Malaysians should think of how we can fulfil Tunku’s wish for Malaysia to be “a beacon of light in a difficult and distracted world”
One of the few living friends of Bapa Malaysia, Tunku Abdul Rahman, and national independence activist, ninety-year-old Tan Sri Mohd Yusof Latiff, the Penang Malay Association President, said on Tunku’s 118th birthday anniversary two days ago that Tunku if still alive would have been depressed to see the present state of political affairs in the country.
He said: “It goes against every grain of his struggle for liberty and the right to self-govern, because racial harmony was the bedrock on why this country was granted independence from the colonists.”
During one of the country’s national holidays to mark Malaysia’s unique diversity, Malaysians should think of how we can fulfil Tunku’s wish for Malaysia to be “a beacon of light in a difficult and distracted world”.
We have had a difficult and depressing year – not just for Malaysia but the whole world – as a result to of the ”one-in-a-century” Covid-19 pandemic.
Who would have imagined a year ago that over 107 million people in the world would be infected with Covid-19, with over 2.3 million fatalities, with no one any wiser as to when and how the pandemic is to end.
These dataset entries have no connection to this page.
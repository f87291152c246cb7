//! # NLQ Core
//!
//! Core query-interpretation pipeline for the natural-language patient query
//! system.
//!
//! This crate turns a free-text clinical query ("Show me all diabetic
//! patients over 50") into a structured filter set and a simulated
//! wire-level request line, in four stages:
//! - annotation (external collaborator, injected at construction)
//! - condition matching against an immutable synonym lexicon
//! - age-phrase parsing through an ordered rule table
//! - deterministic query construction (in the `fhir-search` crate)
//!
//! Every stage is a pure function of its input plus static lookup tables;
//! per-query processing never fails. The only failure class is startup
//! misconfiguration (annotator lexicon, lexicon override document).
//!
//! **No I/O concerns**: File loading, terminal output, and process wiring
//! belong in `nlq-cli`.

pub mod age;
pub mod condition;
pub mod config;
pub mod constants;
pub mod error;
pub mod intent;
pub mod processor;
pub mod validation;

pub use condition::ConditionLexicon;
pub use config::{resolve_lexicon, CoreConfig};
pub use error::{CoreResult, QueryError};
pub use intent::QueryIntent;
pub use processor::QueryProcessor;

// Re-export the wire types callers receive from `process`.
pub use fhir_search::{PatientQuery, QueryFilters, QueryResult};
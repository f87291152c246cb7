#[derive(Debug, thiserror::Error)]
pub enum QueryError {
    #[error("failed to initialise annotator: {0}")]
    AnnotatorInit(#[from] nlq_annotate::AnnotateError),
    #[error("invalid lexicon document: {0}")]
    LexiconYaml(#[from] serde_yaml::Error),
    #[error("invalid lexicon entry: {0}")]
    InvalidLexicon(String),
    #[error("invalid condition name: {0}")]
    InvalidConditionName(#[from] nlq_types::NameError),
}

pub type CoreResult<T> = std::result::Result<T, QueryError>;
//! FHIR search parameters and age-predicate rendering.
//!
//! Responsibilities:
//! - Define the search-parameter prefixes used for numeric comparisons
//! - Translate age predicates into the human-readable filter string and the
//!   ordered wire parameters
//! - Render a full simulated request line from an ordered parameter list
//!
//! Notes:
//! - Parameter order is part of the contract: callers assemble age
//!   parameter(s) before the condition parameter so identical input always
//!   renders an identical request line.

use nlq_types::AgePattern;

/// Resource path for simulated patient requests.
pub const PATIENT_RESOURCE: &str = "Patient";

/// FHIR search-parameter comparison prefix.
#[derive(Clone, Copy, Debug, PartialEq, Eq)]
pub enum Prefix {
    /// Greater than.
    Gt,
    /// Less than.
    Lt,
    /// Greater than or equal.
    Ge,
    /// Less than or equal.
    Le,
}

impl Prefix {
    /// Convert to FHIR wire format string.
    pub fn to_wire(self) -> &'static str {
        match self {
            Prefix::Gt => "gt",
            Prefix::Lt => "lt",
            Prefix::Ge => "ge",
            Prefix::Le => "le",
        }
    }

    /// Parse from FHIR wire format string.
    pub fn from_wire(s: &str) -> Option<Self> {
        match s {
            "gt" => Some(Prefix::Gt),
            "lt" => Some(Prefix::Lt),
            "ge" => Some(Prefix::Ge),
            "le" => Some(Prefix::Le),
            _ => None,
        }
    }
}

/// One `name=value` search parameter.
#[derive(Clone, Debug, PartialEq, Eq)]
pub struct SearchParam {
    /// Parameter name, for example `age` or `condition`.
    pub name: &'static str,
    /// Parameter value, including any comparison prefix.
    pub value: String,
}

impl SearchParam {
    /// Creates a plain parameter.
    pub fn new(name: &'static str, value: impl Into<String>) -> Self {
        Self {
            name,
            value: value.into(),
        }
    }

    /// Creates a numeric comparison parameter, for example `age=gt50`.
    pub fn comparison(name: &'static str, prefix: Prefix, value: u32) -> Self {
        Self {
            name,
            value: format!("{}{}", prefix.to_wire(), value),
        }
    }
}

impl std::fmt::Display for SearchParam {
    fn fmt(&self, f: &mut std::fmt::Formatter<'_>) -> std::fmt::Result {
        write!(f, "{}={}", self.name, self.value)
    }
}

/// Renders the human-readable filter string for an age predicate.
///
/// Categories render exactly as their fixed numeric pattern.
pub fn age_filter_string(pattern: &AgePattern) -> String {
    match pattern.numeric() {
        AgePattern::GreaterThan(age) => format!(">{age}"),
        AgePattern::LessThan(age) => format!("<{age}"),
        AgePattern::Between(low, high) => format!("{low}-{high}"),
        // numeric() never yields a category.
        AgePattern::Category(category) => age_filter_string(&category.pattern()),
    }
}

/// Renders the ordered wire parameters for an age predicate.
///
/// A range expands to two parameters (`age=geLOW`, `age=leHIGH`, in that
/// order); one-sided bounds expand to a single parameter.
pub fn age_search_params(pattern: &AgePattern) -> Vec<SearchParam> {
    match pattern.numeric() {
        AgePattern::GreaterThan(age) => {
            vec![SearchParam::comparison("age", Prefix::Gt, age)]
        }
        AgePattern::LessThan(age) => {
            vec![SearchParam::comparison("age", Prefix::Lt, age)]
        }
        AgePattern::Between(low, high) => vec![
            SearchParam::comparison("age", Prefix::Ge, low),
            SearchParam::comparison("age", Prefix::Le, high),
        ],
        AgePattern::Category(category) => age_search_params(&category.pattern()),
    }
}

/// Renders the simulated request line for an ordered parameter list.
///
/// With no parameters this is the bare resource path; that case is a normal
/// outcome, not a failure.
pub fn render_request(params: &[SearchParam]) -> String {
    if params.is_empty() {
        return format!("GET /{PATIENT_RESOURCE}");
    }
    let query = params
        .iter()
        .map(SearchParam::to_string)
        .collect::<Vec<_>>()
        .join("&");
    format!("GET /{PATIENT_RESOURCE}?{query}")
}

#[cfg(test)]
mod tests {
    use super::*;
    use nlq_types::AgeCategory;

    #[test]
    fn prefix_wire_round_trip() {
        for prefix in [Prefix::Gt, Prefix::Lt, Prefix::Ge, Prefix::Le] {
            assert_eq!(Prefix::from_wire(prefix.to_wire()), Some(prefix));
        }
        assert_eq!(Prefix::from_wire("eq"), None);
    }

    #[test]
    fn one_sided_bounds_render_single_parameter() {
        assert_eq!(age_filter_string(&AgePattern::GreaterThan(50)), ">50");
        assert_eq!(
            age_search_params(&AgePattern::GreaterThan(50))
                .iter()
                .map(SearchParam::to_string)
                .collect::<Vec<_>>(),
            vec!["age=gt50"]
        );

        assert_eq!(age_filter_string(&AgePattern::LessThan(18)), "<18");
        assert_eq!(
            age_search_params(&AgePattern::LessThan(18))
                .iter()
                .map(SearchParam::to_string)
                .collect::<Vec<_>>(),
            vec!["age=lt18"]
        );
    }

    #[test]
    fn range_renders_two_ordered_parameters() {
        let pattern = AgePattern::between(30, 50);
        assert_eq!(age_filter_string(&pattern), "30-50");
        assert_eq!(
            age_search_params(&pattern)
                .iter()
                .map(SearchParam::to_string)
                .collect::<Vec<_>>(),
            vec!["age=ge30", "age=le50"]
        );
    }

    #[test]
    fn swapped_range_renders_identically() {
        assert_eq!(
            age_search_params(&AgePattern::between(50, 30)),
            age_search_params(&AgePattern::between(30, 50))
        );
        assert_eq!(age_filter_string(&AgePattern::between(50, 30)), "30-50");
    }

    #[test]
    fn categories_render_as_their_fixed_bounds() {
        assert_eq!(
            age_filter_string(&AgePattern::Category(AgeCategory::Child)),
            "<18"
        );
        assert_eq!(
            age_search_params(&AgePattern::Category(AgeCategory::Youth))
                .iter()
                .map(SearchParam::to_string)
                .collect::<Vec<_>>(),
            vec!["age=ge16", "age=le35"]
        );
    }

    #[test]
    fn empty_parameter_list_renders_bare_resource() {
        assert_eq!(render_request(&[]), "GET /Patient");
    }

    #[test]
    fn parameters_join_in_given_order() {
        let params = vec![
            SearchParam::comparison("age", Prefix::Gt, 50),
            SearchParam::new("condition", "diabetes"),
        ];
        assert_eq!(
            render_request(&params),
            "GET /Patient?age=gt50&condition=diabetes"
        );
    }
}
The drastic drop to 2,764 Covid-19 cases in Malaysia yesterday, the lowest figure since the re-imposition of the movement control order, has at last provided light at the end of the tunnel that Malaysia can flatten the curve and the Health director-general Tan Sri Dr. Noor Hisham Abdullah is hopeful that Malaysia might be able reach two-digit cases by the middle or end of May.
How can we fulfil Tunku’s wish that Malaysia can become “a beacon of light in a difficult and distracted world”?
Is this an impossible dream?
National unity and inter-racial and inter-religious harmony are important prerequisites.
It is a sad commentary on the nation-building process that after six decades, many Malaysians still think of themselves as Malays, Chinese, Indians, Kadazans and Ibans first instead of as Malaysians first and it was easy to spark inter-religious suspicion, distrust and hatred.
We have also veered away from our founding fathers on the question of ethics and integrity.
There was no question about the commitment of the first three Prime Ministers of Malaysia, Tunku Abdul Rahman, Tun Razak and Tun Hussein Onn in the battle to fight corruption, but today Malaysia is struggling to have a clear break from kleptocracy.
The Covid-19 pandemic has also exposed Malaysia to a new danger – how to escape the toils of a kakistocracy where a Health Minister is downgraded to a Quarantine Minister.
Is a mediocre nation and a failed state to the fate for Malaysia?
I do not believe so.
We must all face the important fact that Malaysia cannot succeed as a nation unless all citizens regard themselves first and foremost as Malaysians, followed by their ethnicity and religion.
Nobody is asking Malaysians to stop being Malays, Chinese, Indians, Kadazans, Ibans, or Muslims, Buddhists, Christians, Hindus, Sikkhs, Taoists, but all must come together first and foremost as Malaysians.
We must strive to be an example of the success of the Alliance of Civilisations, as we are at the confluence of four great civilisations of the world – Islamic, Chinese, Indian, Western – instead of being a failure because of the Clash of Civilisations.
There is much food for thought for all Malaysians in the Chinese New Year holidays.